Columnas

Las trampas de la sociedad

La cuarentena ha perdido la rigidez de sus comienzos. La desesperación de los comerciantes y el hartazgo de la gente en general, generaron su paulatina flexibilización cuando, paradójicamente, el nivel de contagios se tornó más riesgoso que nunca, por lo menos en lo que respecta a la Ciudad y el Gran Buenos Aires. Pese a que el movimiento en las calles es muchísimo mayor que hace unos meses, y que los impedimentos disminuyeron, no son pocos los que, en la medida de lo posible, eligen no salir de sus hogares, aportando un granito de arena siguiendo el concepto, “cuidarnos y cuidar a los demás”.

En estos más de cuatro meses, nos hemos convertido en “expertos” sobre temas ligados al aislamiento. Por ejemplo, hoy por hoy, sabido es que el confinamiento produce múltiples efectos sobre el cuerpo y la mente de quienes lo atraviesan. No en vano, las autoridades quitaron tantas restricciones, con la finalidad de que los vecinos salgan a oxigenarse en medio de tantas dificultades de diversa índole.

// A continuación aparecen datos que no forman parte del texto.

//! Filter, sort and paging options for store queries
//!
//! A filter is a slice of [`FilterCondition`]s joined with AND. An empty
//! slice matches every document.
//!
//! ```rust
//! use users_service::store::{FilterCondition, FindOptions, OrderDirection};
//!
//! let filter = vec![FilterCondition::contains_ignore_case("name", "ali")];
//! let options = FindOptions::default()
//!     .sort_by("email", OrderDirection::Descending)
//!     .skip(6)
//!     .limit(6);
//! assert_eq!(filter.len(), 1);
//! assert_eq!(options.skip, 6);
//! ```

use chrono::DateTime;
use regex::{Regex, RegexBuilder};
use serde_json::Value;
use std::cmp::Ordering;
use std::fmt;

use super::Document;

/// Direction for ordering results
#[derive(Debug, Clone, Copy, PartialEq, Eq, Default)]
pub enum OrderDirection {
    /// Sort in ascending order (A-Z, 0-9)
    #[default]
    Ascending,
    /// Sort in descending order (Z-A, 9-0)
    Descending,
}

impl fmt::Display for OrderDirection {
    fn fmt(&self, f: &mut fmt::Formatter<'_>) -> fmt::Result {
        match self {
            Self::Ascending => write!(f, "asc"),
            Self::Descending => write!(f, "desc"),
        }
    }
}

/// Comparison operators for filter conditions
#[derive(Debug, Clone, Copy, PartialEq, Eq)]
pub enum FilterOperator {
    /// Field is a string containing the value, ignoring case.
    /// The value is matched literally, never as a pattern.
    ContainsIgnoreCase,
}

impl fmt::Display for FilterOperator {
    fn fmt(&self, f: &mut fmt::Formatter<'_>) -> fmt::Result {
        match self {
            Self::ContainsIgnoreCase => write!(f, "icontains"),
        }
    }
}

/// A single filter condition
#[derive(Debug, Clone, PartialEq)]
pub struct FilterCondition {
    /// The field name to filter on
    pub field: String,
    /// The comparison operator
    pub operator: FilterOperator,
    /// The value to compare against
    pub value: Value,
}

impl FilterCondition {
    /// Create a new filter condition
    pub fn new(field: impl Into<String>, operator: FilterOperator, value: Value) -> Self {
        Self {
            field: field.into(),
            operator,
            value,
        }
    }

    /// Case-insensitive literal substring filter
    pub fn contains_ignore_case(field: impl Into<String>, needle: impl Into<String>) -> Self {
        Self::new(
            field,
            FilterOperator::ContainsIgnoreCase,
            Value::String(needle.into()),
        )
    }
}

/// Options applied to a find call after filtering
#[derive(Debug, Clone, Default, PartialEq, Eq)]
pub struct FindOptions {
    /// Single-key sort; `None` keeps the store's natural order
    pub sort: Option<(String, OrderDirection)>,
    /// Number of matching documents to skip
    pub skip: u64,
    /// Maximum number of documents to return; `None` is unbounded
    pub limit: Option<u64>,
}

impl FindOptions {
    /// Sort by one field
    #[must_use]
    pub fn sort_by(mut self, field: impl Into<String>, direction: OrderDirection) -> Self {
        self.sort = Some((field.into(), direction));
        self
    }

    /// Skip the first `skip` matches
    #[must_use]
    pub fn skip(mut self, skip: u64) -> Self {
        self.skip = skip;
        self
    }

    /// Return at most `limit` matches
    #[must_use]
    pub fn limit(mut self, limit: u64) -> Self {
        self.limit = Some(limit);
        self
    }
}

/// A filter prepared for evaluation against in-process documents
#[derive(Debug)]
pub struct DocumentMatcher {
    predicates: Vec<(String, Regex)>,
}

impl DocumentMatcher {
    /// Compile every condition once
    pub fn new(conditions: &[FilterCondition]) -> Result<Self, String> {
        let mut predicates = Vec::with_capacity(conditions.len());
        for condition in conditions {
            let needle = match condition.operator {
                FilterOperator::ContainsIgnoreCase => condition.value.as_str(),
            };
            let needle = needle.ok_or_else(|| {
                format!(
                    "{} filter on '{}' needs a string value",
                    condition.operator, condition.field
                )
            })?;
            let regex = RegexBuilder::new(&regex::escape(needle))
                .case_insensitive(true)
                .build()
                .map_err(|e| e.to_string())?;
            predicates.push((condition.field.clone(), regex));
        }
        Ok(Self { predicates })
    }

    /// Whether the document satisfies every condition
    pub fn matches(&self, document: &Document) -> bool {
        self.predicates
            .iter()
            .all(|(field, regex)| match document.get(field) {
                Some(Value::String(s)) => regex.is_match(s),
                _ => false,
            })
    }
}

/// Order two documents on one field
///
/// Missing and null values sort first, then booleans, numbers and strings.
/// Two RFC 3339 strings compare as instants. Other JSON types compare equal
/// to each other.
pub fn compare_documents(
    a: &Document,
    b: &Document,
    field: &str,
    direction: OrderDirection,
) -> Ordering {
    let ordering = compare_values(a.get(field), b.get(field));
    match direction {
        OrderDirection::Ascending => ordering,
        OrderDirection::Descending => ordering.reverse(),
    }
}

fn type_rank(value: Option<&Value>) -> u8 {
    match value {
        None | Some(Value::Null) => 0,
        Some(Value::Bool(_)) => 1,
        Some(Value::Number(_)) => 2,
        Some(Value::String(_)) => 3,
        Some(Value::Array(_)) => 4,
        Some(Value::Object(_)) => 5,
    }
}

fn compare_values(a: Option<&Value>, b: Option<&Value>) -> Ordering {
    match (a, b) {
        (Some(Value::Bool(x)), Some(Value::Bool(y))) => x.cmp(y),
        (Some(Value::Number(x)), Some(Value::Number(y))) => {
            let x = x.as_f64().unwrap_or(f64::NAN);
            let y = y.as_f64().unwrap_or(f64::NAN);
            x.partial_cmp(&y).unwrap_or(Ordering::Equal)
        }
        (Some(Value::String(x)), Some(Value::String(y))) => compare_strings(x, y),
        _ => type_rank(a).cmp(&type_rank(b)),
    }
}

// Fractional seconds vary in width, so bytewise order is not time order
fn compare_strings(x: &str, y: &str) -> Ordering {
    match (
        DateTime::parse_from_rfc3339(x),
        DateTime::parse_from_rfc3339(y),
    ) {
        (Ok(x), Ok(y)) => x.cmp(&y),
        _ => x.cmp(y),
    }
}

Hemos escuchado, también, a los especialistas opinar acerca de que en los contextos complicados, es cuando suelen surgir nuevas posibilidades (previstas o imprevistas) bajo el trillado lema “crisis es oportunidad”. Para bien o para mal, puertas adentro y con más tiempo libre, la mente suele viajar por cientos de lugares, hasta poco o nada explorados.

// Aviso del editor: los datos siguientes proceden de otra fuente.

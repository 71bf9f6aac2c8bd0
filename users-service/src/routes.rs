//! Route table
//!
//! Every API path is registered with the verbs it accepts. Any other verb on
//! a registered path answers 405 with the failure envelope. Paths outside the
//! table fall through to the rate-limited index page.

use axum::{
    http::{Method, Uri},
    routing::{delete, get, post, put, MethodRouter},
    Router,
};

use crate::{
    echo,
    error::Error,
    health, pages,
    state::AppState,
    users::handlers,
};

/// `(path, verbs)` pairs served by the API
pub fn route_table() -> Vec<(&'static str, MethodRouter<AppState>)> {
    vec![
        ("/users", get(handlers::list_users)),
        ("/users/create", post(handlers::create_user)),
        ("/users/get", get(handlers::get_user)),
        ("/users/find", get(handlers::get_user)),
        ("/users/update", put(handlers::update_user)),
        ("/users/delete", delete(handlers::delete_user)),
        ("/users/filter", get(handlers::filter_users)),
        ("/api", get(echo::receive_get).post(echo::receive_post)),
        ("/health", get(health::health)),
        ("/ready", get(health::readiness)),
    ]
}

/// Answer for a registered path hit with the wrong verb
pub async fn method_not_allowed(method: Method, uri: Uri) -> Error {
    tracing::warn!(
        %method,
        path = uri.path(),
        action = "method_not_allowed",
        status = "failure",
        "Method not allowed"
    );
    Error::MethodNotAllowed
}

/// Build the application router
pub fn router(state: AppState) -> Router {
    route_table()
        .into_iter()
        .fold(Router::<AppState>::new(), |router, (path, methods)| {
            router.route(path, methods.fallback(method_not_allowed))
        })
        .fallback(pages::serve_index)
        .with_state(state)
}
//! Query parameters for the filtered user listing
//!
//! Raw query-string values are turned into a store filter, an optional
//! single-key sort and skip/limit paging. Malformed paging values never fail
//! the request; they fall back to the defaults.
//!
//! ```rust
//! use users_service::users::UserQueryParams;
//!
//! let query = UserQueryParams {
//!     page: Some("2".into()),
//!     limit: Some("3".into()),
//!     ..Default::default()
//! }
//! .build();
//!
//! assert_eq!(query.skip, 3);
//! assert_eq!(query.page_size, 3);
//! ```

use serde::Deserialize;

use crate::store::{FilterCondition, FindOptions, OrderDirection};

/// Page served when none (or garbage) is requested
pub const DEFAULT_PAGE: u64 = 1;

/// Page size used when none (or garbage) is requested
pub const DEFAULT_PAGE_SIZE: u64 = 6;

/// Raw query-string parameters of `/users/filter`
#[derive(Debug, Clone, Default, Deserialize)]
pub struct UserQueryParams {
    pub name: Option<String>,
    pub email: Option<String>,
    pub sort: Option<String>,
    pub order: Option<String>,
    pub page: Option<String>,
    pub limit: Option<String>,
}

/// Normalised query ready for the store
#[derive(Debug, Clone, PartialEq)]
pub struct UserQuery {
    /// Conjunctive filter; empty matches everything
    pub filter: Vec<FilterCondition>,
    /// Single-key sort, or natural order
    pub sort: Option<(String, OrderDirection)>,
    /// Documents skipped before the page starts
    pub skip: u64,
    /// Documents returned at most
    pub limit: u64,
    /// 1-indexed page
    pub page: u64,
    /// Same as `limit`
    pub page_size: u64,
}

impl UserQueryParams {
    /// Apply defaults and build the store query
    pub fn build(&self) -> UserQuery {
        let page = positive_or(self.page.as_deref(), DEFAULT_PAGE);
        let page_size = positive_or(self.limit.as_deref(), DEFAULT_PAGE_SIZE);

        let mut filter = Vec::new();
        if let Some(name) = non_empty(self.name.as_deref()) {
            filter.push(FilterCondition::contains_ignore_case("name", name));
        }
        if let Some(email) = non_empty(self.email.as_deref()) {
            filter.push(FilterCondition::contains_ignore_case("email", email));
        }

        let sort = non_empty(self.sort.as_deref()).map(|field| {
            // Only the exact lowercase "desc" flips the order
            let direction = if self.order.as_deref() == Some("desc") {
                OrderDirection::Descending
            } else {
                OrderDirection::Ascending
            };
            (field.to_string(), direction)
        });

        UserQuery {
            filter,
            sort,
            skip: (page - 1).saturating_mul(page_size),
            limit: page_size,
            page,
            page_size,
        }
    }
}

impl UserQuery {
    /// Store options for the page fetch
    pub fn find_options(&self) -> FindOptions {
        FindOptions {
            sort: self.sort.clone(),
            skip: self.skip,
            limit: Some(self.limit),
        }
    }

    /// Number of pages needed for `total` matching documents
    pub fn total_pages(&self, total: u64) -> u64 {
        total_pages(total, self.page_size)
    }
}

/// `ceil(total / page_size)`, zero when the page size is zero
pub fn total_pages(total: u64, page_size: u64) -> u64 {
    if page_size == 0 {
        0
    } else {
        total.div_ceil(page_size)
    }
}

fn non_empty(value: Option<&str>) -> Option<&str> {
    value.filter(|v| !v.is_empty())
}

fn positive_or(raw: Option<&str>, default: u64) -> u64 {
    match raw.map(str::parse::<u64>) {
        Some(Ok(n)) if n > 0 => n,
        _ => default,
    }
}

En lo personal, ante el amplio abanico de pensamientos disponibles, procuro hacer el esfuerzo de no introducirme en los que conducen a la ansiedad, la angustia, etc.  Aunque los recuerdos, a menudo hacen fuerza para irrumpir en nuestro presente, se los puede invitar a pasar con el peligro de caer en la melancolía, o bien utilizarlos para sacar algunas conclusiones. En una de las últimas disquisiciones que tuve conmigo mismo, entremezclando vivencias del pasado y actuales, elaboré el siguiente razonamiento:

Hasta hace no tanto tiempo, estaba atrapado en una trampa tendida por esta sociedad. Creía que el valor de una persona estaba dado por factores físicos, intelectuales, socioculturales. Tener plata, manejar un buen vehículo, ser alto, musculoso, bueno en los deportes, exitoso con las mujeres… Todos esos eran mis parámetros de felicidad, y como yo no me destacaba en ninguno, no resultó extraño que mi autoestima fuera limándose paulatinamente.

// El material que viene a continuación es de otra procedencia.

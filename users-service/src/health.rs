//! Health check handlers

use axum::{extract::State, http::StatusCode, response::IntoResponse, Json};
use serde::{Deserialize, Serialize};

use crate::state::AppState;

/// Health check response
#[derive(Debug, Serialize, Deserialize)]
pub struct HealthResponse {
    /// Service status
    pub status: String,

    /// Service name
    pub service: String,

    /// Version
    #[serde(skip_serializing_if = "Option::is_none")]
    pub version: Option<String>,
}

/// Readiness check response
#[derive(Debug, Serialize, Deserialize)]
pub struct ReadinessResponse {
    /// Whether the store answered in time
    pub ready: bool,

    /// Service name
    pub service: String,

    /// Reason the service is not ready
    #[serde(skip_serializing_if = "Option::is_none")]
    pub message: Option<String>,
}

/// Liveness probe; always 200 while the process runs
pub async fn health(State(state): State<AppState>) -> impl IntoResponse {
    let response = HealthResponse {
        status: "healthy".to_string(),
        service: state.config().service.name.clone(),
        version: Some(env!("CARGO_PKG_VERSION").to_string()),
    };

    (StatusCode::OK, Json(response))
}

/// Readiness probe
///
/// Issues one count against the store under the store deadline. Returns 503
/// when the store fails or does not answer in time.
pub async fn readiness(State(state): State<AppState>) -> impl IntoResponse {
    let deadline = state.config().store.timeout();
    let probe = tokio::time::timeout(deadline, state.store().count(&[])).await;

    let message = match probe {
        Ok(Ok(_)) => None,
        Ok(Err(e)) => {
            tracing::warn!(error = %e, "Store not ready");
            Some("Document store unavailable".to_string())
        }
        Err(_) => {
            tracing::warn!(?deadline, "Store readiness probe timed out");
            Some("Document store timed out".to_string())
        }
    };

    let status = if message.is_none() {
        StatusCode::OK
    } else {
        StatusCode::SERVICE_UNAVAILABLE
    };

    let response = ReadinessResponse {
        ready: message.is_none(),
        service: state.config().service.name.clone(),
        message,
    };

    (status, Json(response))
}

Difícil sería que, en la teoría, algún formador de opinión reconociera estas cualidades como importantes a la hora de valorar a una persona. Sin embargo, en la práctica, la TV, la radio, las revistas, están repletas de contenido que apunta precisamente a eso.

Por el contrario, desde que tengo uso de razón, a la fe, en general, no se la veía como algo a tener cuenta. Es más, para una sociedad que dice que el hombre como especie, puede arreglarse por sí solo, que es capaz de solucionar sus problemas dándole la espalda a su Creador, la fe no era una virtud sino un signo de fragilidad, a la que acuden aquellos débiles que no pueden bastarse a sí mismos y que necesitan “creer en algo” superior. Como respuesta a los que piensen de esta manera, qué mejor argumento, que vean en que se ha ido convirtiendo el mundo progresivamente…

El tiempo hizo que supiera que todo lo mencionado sólo corresponde a características ligadas a lo superficial. Claro, hubiera sido bueno poder quitarme antes la venda de los ojos antes. Me hubiera evitado, seguramente, varios dolores de cabeza. Ojalá le hubiese abierto los brazos a la fe en su debido momento. Pero más vale tarde que nunca. Hoy celebro el hecho de vivir cada día intentando crecer en la fe, que no nace “grande” sino que, como una planta, hay que regar diariamente. No es fácil recuperar tanto tiempo perdido. Pero cuando el ser humano ya no depende de sí mismo sino de Dios, su Creador, hasta lo imposible es posible.

Un sustento bíblico:

“Tú, en cambio, hombre de Dios, huye de todo eso, y esmérate en seguir la justicia, la piedad, la fe, el amor, la constancia y la humildad”. 1 Timoteo 6:11.